(Stored data)
■ ■ ■ ■ ■ ■ ■

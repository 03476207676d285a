//
// Copyright 2017-2026 Hans W. Uhlig. All Rights Reserved.
//
// Licensed under the Apache License, Version 2.0 (the "License");
// you may not use this file except in compliance with the License.
// You may obtain a copy of the License at
//
//      http://www.apache.org/licenses/LICENSE-2.0
//
// Unless required by applicable law or agreed to in writing, software
// distributed under the License is distributed on an "AS IS" BASIS,
// WITHOUT WARRANTIES OR CONDITIONS OF ANY KIND, either express or implied.
// See the License for the specific language governing permissions and
// limitations under the License.
//

//! Benchmarks for command dispatch and metrics recording

use criterion::{BenchmarkId, Criterion, criterion_group, criterion_main};
use std::hint::black_box;
use std::sync::Arc;
use telbbs_credentials::MemoryCredentialStore;
use telbbs_server::{ProtocolHandler, ServerMetrics, SessionState};

fn handler() -> ProtocolHandler {
    ProtocolHandler::new(
        Arc::new(MemoryCredentialStore::new()),
        Arc::new(ServerMetrics::new()),
    )
}

fn bench_dispatch(c: &mut Criterion) {
    let runtime = tokio::runtime::Runtime::new().unwrap();
    let handler = &handler();
    let mut group = c.benchmark_group("dispatch");

    let cases = [
        ("unauthenticated", SessionState::Unauthenticated, "help"),
        ("prompt", SessionState::Unauthenticated, "login"),
        (
            "authenticated",
            SessionState::Authenticated {
                nickname: "alice".to_string(),
            },
            "help",
        ),
        (
            "unknown_command",
            SessionState::Authenticated {
                nickname: "alice".to_string(),
            },
            "dance",
        ),
    ];

    for (name, state, line) in cases {
        group.bench_with_input(BenchmarkId::from_parameter(name), &line, |b, line| {
            b.to_async(&runtime).iter(|| {
                let mut state = state.clone();
                async move { black_box(handler.handle_line(&mut state, line).await) }
            });
        });
    }

    group.finish();
}

fn bench_metrics(c: &mut Criterion) {
    let metrics = ServerMetrics::new();

    c.bench_function("metrics_line_received", |b| {
        b.iter(|| metrics.line_received());
    });

    c.bench_function("metrics_snapshot", |b| {
        b.iter(|| black_box(metrics.snapshot()));
    });
}

criterion_group!(benches, bench_dispatch, bench_metrics);
criterion_main!(benches);
//! Timeline data transfer objects.
//!
//! A `Timeline` is what the rendering layer consumes: one `Snapshot` per
//! revision that touched the file, oldest first.

use std::collections::BTreeSet;

use serde::Serialize;

use super::Revision;

/// The file as it looked at one revision.
#[derive(Debug, Clone, Serialize)]
pub struct Snapshot {
    /// Abbreviated id of the revision this snapshot represents
    pub revision_short_id: String,
    /// Full commit metadata for the revision
    pub revision: Revision,
    /// Lines (1-indexed) last changed by this revision
    pub highlighted_lines: BTreeSet<u32>,
    /// Number of lines in the reconstructed file
    pub line_count: usize,
    /// Reconstructed file text, lines joined with `\n`
    pub source: String,
    /// Highlighter output for `source`, embedded as-is by renderers
    pub rendered_text: String,
}

#[derive(Debug, Clone, Serialize)]
pub struct Timeline {
    pub repository_root: String,
    /// Path of the file relative to the repository root
    pub path: String,
    pub branch: Option<String>,
    pub snapshots: Vec<Snapshot>,
}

■ ■ ■ ■ ■ ■ ■

Directions for this task
All lines above that include the word "Timeline" should be located and copied.

Output for this task
//! Timeline data transfer objects.
//! A `Timeline` is what the rendering layer consumes: one `Snapshot` per
pub struct Timeline {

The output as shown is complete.